My father's con was convincing because there was a seed of truth to what he had claimed. Unbenownst to me, (because of my father's privacy restricitons), my mother's diagnosis was in fact genetic, caused a single inheritable mutation.

It was when my mother had lost the ability to speak that a doctor finally told me to seek genetic counselling.

Immediately I sought help. I began to wonder if I was in fact the one who was crazy. I was suffering juggling a young family, a marriage and work on top of commuting to try to visit with my mother. My horror increased when I discovered that I was unable to test myself for my mother's illness without a genetic confirmation. I was unable to get this information because my father forbade it and his abusive directions were protected by privacy law.

My own mental health hung in the balance.
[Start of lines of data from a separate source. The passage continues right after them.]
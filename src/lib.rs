//! Core of the project manager: the list of known projects, folder templates
//! used to scaffold new projects, project marker files and scene discovery.
//!
//! Everything here is synchronous and talks to the local disk directly. The
//! `projman` binary is one front end over these services; nothing in this
//! crate assumes a terminal.

pub mod config;
pub mod error;
pub mod marker;
pub mod project;
pub mod registry;
pub mod scene;
pub mod template;

pub use config::{Config, LoadedConfig, Paths};
pub use error::{Error, Result};
pub use marker::MarkerState;
pub use registry::{ProjectEntry, ProjectRegistry};
pub use scene::{Scene, SceneFileType};
pub use template::{FolderNode, Template, TemplateStore};

/// Version string written into `config.json`.
pub const VERSION: &str = env!("CARGO_PKG_VERSION");
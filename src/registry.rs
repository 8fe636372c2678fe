use crate::{
    config::Paths,
    error::{Error, Result},
};
use std::{
    fs,
    io::{self, Write},
    path::{Path, PathBuf},
};
use tracing::{debug, info};

/// One known project root. Two entries are the same project only if their
/// paths are the same string.
#[derive(Clone, Debug, PartialEq, Eq, Hash)]
pub struct ProjectEntry {
    pub path: String,
}

impl ProjectEntry {
    pub fn new(path: impl Into<String>) -> Self {
        ProjectEntry { path: path.into() }
    }

    /// The last component of the path, which is what users see in lists.
    pub fn display_name(&self) -> String {
        Path::new(&self.path)
            .file_name()
            .map(|n| n.to_string_lossy().to_string())
            .unwrap_or_else(|| self.path.clone())
    }

    pub fn is_valid(&self) -> bool {
        ProjectRegistry::is_valid(&self.path)
    }
}

/// The list of known project roots, one path per line in a text file.
///
/// Nothing is cached: every call reads the file again, and every change
/// rewrites it whole.
#[derive(Clone, Debug)]
pub struct ProjectRegistry {
    list_file: PathBuf,
}

impl ProjectRegistry {
    pub fn new(paths: &Paths) -> Self {
        Self::with_file(paths.project_list_file())
    }

    pub fn with_file(list_file: impl Into<PathBuf>) -> Self {
        ProjectRegistry {
            list_file: list_file.into(),
        }
    }

    pub fn list_file(&self) -> &Path {
        &self.list_file
    }

    /// Entries in file order. Duplicates written by hand are kept.
    ///
    /// A missing list file is created empty.
    pub fn list(&self) -> Result<Vec<ProjectEntry>> {
        if !self.list_file.exists() {
            debug!(file = %self.list_file.display(), "creating empty project list");
            self.write_lines(&[])?;
            return Ok(vec![]);
        }
        let entries = read_list(&self.list_file)?
            .into_iter()
            .map(ProjectEntry::new)
            .collect::<Vec<_>>();
        debug!(count = entries.len(), "read project list");
        Ok(entries)
    }

    /// Entries sorted by display name, the order front ends present them in.
    pub fn sorted_for_display(&self) -> Result<Vec<ProjectEntry>> {
        let mut entries = self.list()?;
        entries.sort_by_key(|e| e.display_name());
        Ok(entries)
    }

    /// Appends `path` unless it is already listed. Returns whether the list
    /// changed. The path is not required to exist, but it must fit on one
    /// line of the list file.
    pub fn add(&self, path: &str) -> Result<bool> {
        if !storable(path) {
            return Err(Error::InvalidPath {
                path: PathBuf::from(path),
            });
        }
        let mut lines = self.lines()?;
        if lines.iter().any(|l| l == path) {
            debug!(path, "project already listed");
            return Ok(false);
        }
        lines.push(path.to_string());
        self.write_lines(&lines)?;
        info!(path, "added project");
        Ok(true)
    }

    /// Drops every line equal to `path`. Returns whether the list changed.
    pub fn remove(&self, path: &str) -> Result<bool> {
        let mut lines = self.lines()?;
        let before = lines.len();
        lines.retain(|l| l != path);
        if lines.len() == before {
            debug!(path, "project not listed");
            return Ok(false);
        }
        self.write_lines(&lines)?;
        info!(path, removed = before - lines.len(), "removed project");
        Ok(true)
    }

    /// Whether `path` currently exists on disk.
    pub fn is_valid(path: &str) -> bool {
        Path::new(path).exists()
    }

    /// Writes the current list to `target` in the same one-path-per-line
    /// format.
    pub fn export_to(&self, target: &Path) -> Result<usize> {
        let lines = self.lines()?;
        write_list(target, &lines)?;
        info!(target = %target.display(), count = lines.len(), "exported project list");
        Ok(lines.len())
    }

    /// Adds every path listed in `source`. Paths already known are skipped.
    /// Returns how many were added.
    pub fn import_from(&self, source: &Path) -> Result<usize> {
        if !source.is_file() {
            return Err(Error::InvalidPath {
                path: source.to_path_buf(),
            });
        }
        let mut lines = self.lines()?;
        let mut added = 0;
        for path in read_list(source)? {
            if storable(&path) && !lines.contains(&path) {
                lines.push(path);
                added += 1;
            }
        }
        if added > 0 {
            self.write_lines(&lines)?;
        }
        info!(source = %source.display(), added, "imported project list");
        Ok(added)
    }

    fn lines(&self) -> Result<Vec<String>> {
        if !self.list_file.exists() {
            return Ok(vec![]);
        }
        read_list(&self.list_file)
    }

    fn write_lines(&self, lines: &[String]) -> Result<()> {
        if let Some(parent) = self.list_file.parent() {
            if !parent.as_os_str().is_empty() && !parent.exists() {
                fs::create_dir_all(parent).map_err(|e| Error::io(parent, e))?;
            }
        }
        write_list(&self.list_file, lines)
    }
}

/// Lines are kept byte for byte, apart from the line ending, so that what
/// `add` wrote compares equal to what is read back. Blank lines are skipped.
fn read_list(file: &Path) -> Result<Vec<String>> {
    let contents = fs::read_to_string(file).map_err(|e| Error::io(file, e))?;
    Ok(contents
        .lines()
        .map(|l| l.strip_suffix('\r').unwrap_or(l))
        .filter(|l| !l.trim().is_empty())
        .map(str::to_string)
        .collect())
}

fn storable(path: &str) -> bool {
    !path.trim().is_empty() && !path.contains(|c| c == '\n' || c == '\r')
}

fn write_list(file: &Path, lines: &[String]) -> Result<()> {
    let write = || -> io::Result<()> {
        let mut out = io::BufWriter::new(fs::File::create(file)?);
        for line in lines {
            writeln!(out, "{}", line)?;
        }
        out.flush()
    };
    write().map_err(|e| Error::io(file, e))
}

#[cfg(test)]
mod tests {
    use super::*;
    use tempfile::TempDir;

    fn registry(dir: &TempDir) -> ProjectRegistry {
        ProjectRegistry::new(&Paths::new(dir.path()))
    }

    fn paths_of(entries: Vec<ProjectEntry>) -> Vec<String> {
        entries.into_iter().map(|e| e.path).collect()
    }

    #[test]
    fn missing_file_lists_empty_and_is_created() {
        let dir = TempDir::new().unwrap();
        let reg = registry(&dir);
        assert!(reg.list().unwrap().is_empty());
        assert!(reg.list_file().is_file());
    }

    #[test]
    fn adding_twice_keeps_one_line() {
        let dir = TempDir::new().unwrap();
        let reg = registry(&dir);
        assert!(reg.add("/a/proj1").unwrap());
        assert!(!reg.add("/a/proj1").unwrap());
        assert_eq!(paths_of(reg.list().unwrap()), vec!["/a/proj1"]);
        assert_eq!(
            fs::read_to_string(reg.list_file()).unwrap(),
            "/a/proj1\n"
        );
    }

    #[test]
    fn no_normalization_on_add() {
        let dir = TempDir::new().unwrap();
        let reg = registry(&dir);
        reg.add("/a/proj").unwrap();
        reg.add("/a/proj/").unwrap();
        assert_eq!(reg.list().unwrap().len(), 2);
    }

    #[test]
    fn remove_one_of_two() {
        let dir = TempDir::new().unwrap();
        let reg = registry(&dir);
        fs::write(reg.list_file(), "/a/proj1\n/a/proj2\n").unwrap();
        assert!(reg.remove("/a/proj1").unwrap());
        assert_eq!(paths_of(reg.list().unwrap()), vec!["/a/proj2"]);
    }

    #[test]
    fn removing_an_absent_path_leaves_the_file_alone() {
        let dir = TempDir::new().unwrap();
        let reg = registry(&dir);
        fs::write(reg.list_file(), "/a/proj1\n\n").unwrap();
        assert!(!reg.remove("/nowhere").unwrap());
        assert_eq!(fs::read_to_string(reg.list_file()).unwrap(), "/a/proj1\n\n");
    }

    #[test]
    fn remove_drops_every_duplicate() {
        let dir = TempDir::new().unwrap();
        let reg = registry(&dir);
        fs::write(reg.list_file(), "/x\n/y\n/x\n").unwrap();
        reg.remove("/x").unwrap();
        assert_eq!(paths_of(reg.list().unwrap()), vec!["/y"]);
    }

    #[test]
    fn hand_written_duplicates_are_read_back() {
        let dir = TempDir::new().unwrap();
        let reg = registry(&dir);
        fs::write(reg.list_file(), "/dup\n\n   \n/dup\n").unwrap();
        assert_eq!(paths_of(reg.list().unwrap()), vec!["/dup", "/dup"]);
        assert!(!reg.add("/dup").unwrap());
    }

    #[test]
    fn surrounding_whitespace_is_part_of_the_path() {
        let dir = TempDir::new().unwrap();
        let reg = registry(&dir);
        assert!(reg.add("/a/my project ").unwrap());
        assert!(!reg.add("/a/my project ").unwrap());
        assert!(reg.add("/a/my project").unwrap());
        assert_eq!(
            fs::read_to_string(reg.list_file()).unwrap(),
            "/a/my project \n/a/my project\n"
        );
        assert!(reg.remove("/a/my project ").unwrap());
        assert_eq!(paths_of(reg.list().unwrap()), vec!["/a/my project"]);
    }

    #[test]
    fn crlf_lists_are_read_without_the_carriage_return() {
        let dir = TempDir::new().unwrap();
        let reg = registry(&dir);
        fs::write(reg.list_file(), "/a/proj1\r\n\r\n/a/proj2\r\n").unwrap();
        assert_eq!(paths_of(reg.list().unwrap()), vec!["/a/proj1", "/a/proj2"]);
        assert!(!reg.add("/a/proj2").unwrap());
        assert!(reg.remove("/a/proj1").unwrap());
        assert_eq!(fs::read_to_string(reg.list_file()).unwrap(), "/a/proj2\n");
    }

    #[test]
    fn paths_that_do_not_fit_on_a_line_are_refused() {
        let dir = TempDir::new().unwrap();
        let reg = registry(&dir);
        for bad in &["", "   ", "/a\n/b", "/a\r"] {
            assert!(matches!(reg.add(bad), Err(Error::InvalidPath { .. })));
        }
        assert!(reg.list().unwrap().is_empty());
    }

    #[test]
    fn display_order_is_by_name() {
        let dir = TempDir::new().unwrap();
        let reg = registry(&dir);
        reg.add("/z/beta").unwrap();
        reg.add("/a/gamma").unwrap();
        reg.add("/m/alpha").unwrap();
        let names: Vec<_> = reg
            .sorted_for_display()
            .unwrap()
            .iter()
            .map(ProjectEntry::display_name)
            .collect();
        assert_eq!(names, vec!["alpha", "beta", "gamma"]);
    }

    #[test]
    fn validity_follows_the_disk() {
        let dir = TempDir::new().unwrap();
        let project = dir.path().join("proj");
        let entry = ProjectEntry::new(project.to_string_lossy());
        assert!(!entry.is_valid());
        fs::create_dir(&project).unwrap();
        assert!(entry.is_valid());
    }

    #[test]
    fn import_skips_known_paths() {
        let dir = TempDir::new().unwrap();
        let reg = registry(&dir);
        reg.add("/a").unwrap();
        let other = dir.path().join("other.projlist");
        fs::write(&other, "/a\n/b\n/b\n").unwrap();
        assert_eq!(reg.import_from(&other).unwrap(), 1);
        assert_eq!(paths_of(reg.list().unwrap()), vec!["/a", "/b"]);

        let exported = dir.path().join("exported.projlist");
        assert_eq!(reg.export_to(&exported).unwrap(), 2);
        assert_eq!(fs::read_to_string(exported).unwrap(), "/a\n/b\n");
    }

    #[test]
    fn import_of_a_missing_file_fails() {
        let dir = TempDir::new().unwrap();
        let reg = registry(&dir);
        match reg.import_from(&dir.path().join("nope")) {
            Err(Error::InvalidPath { .. }) => {}
            other => panic!("unexpected result: {:?}", other),
        }
    }
}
Finally, after two years of fighting on my mother's behalf while she lived in institutions, civil justice came my way. I legally ousted my father from all decision making from my mother. Again, since my father's abuse was not grossly physical, no criminal charges were laid. By this point, my mother was unable to talk at all, and was losing her mobility too. Even though I had won the case, I was still the biggest loser. Because of the administrators blindly following my father's abusive directions, my beloved daughters were unable to form positive memories of their grandmother.

I cared for my mother for her final year of life. Because of her advanced illness, she remained at an institution. Because my father had robbed her of all her money, she was unable to afford anything other than very basic care, paid through taxpayers. This meant that my mother slowly starved to death as she was unable to hire an attendant to feed her meals that I was unable to attend to her.

Over the course of three years, my mother had incurred a care and legal bill to the taxpayers I estimate at over $300,000 because of my father's abuse. Any legal recourse ended with mom's death.

In the end, if you talked to my father, he would claim that he was the victim in this. He would claim that mom loved him alone, and that if she was unhappy with him, then she would have left him. Because mom 'chose' to stay, this absolved him of any wrongdoing. To further add to my father's victimized view, he would claim that I was the vindictive daughter... a crazy girl bent on revenge for him, and that's why I humiliated him with court. He would say that the judge got him all wrong. He does not have extreme animus towards me, but would act how any rational man would act towards a daughter who would not obey him.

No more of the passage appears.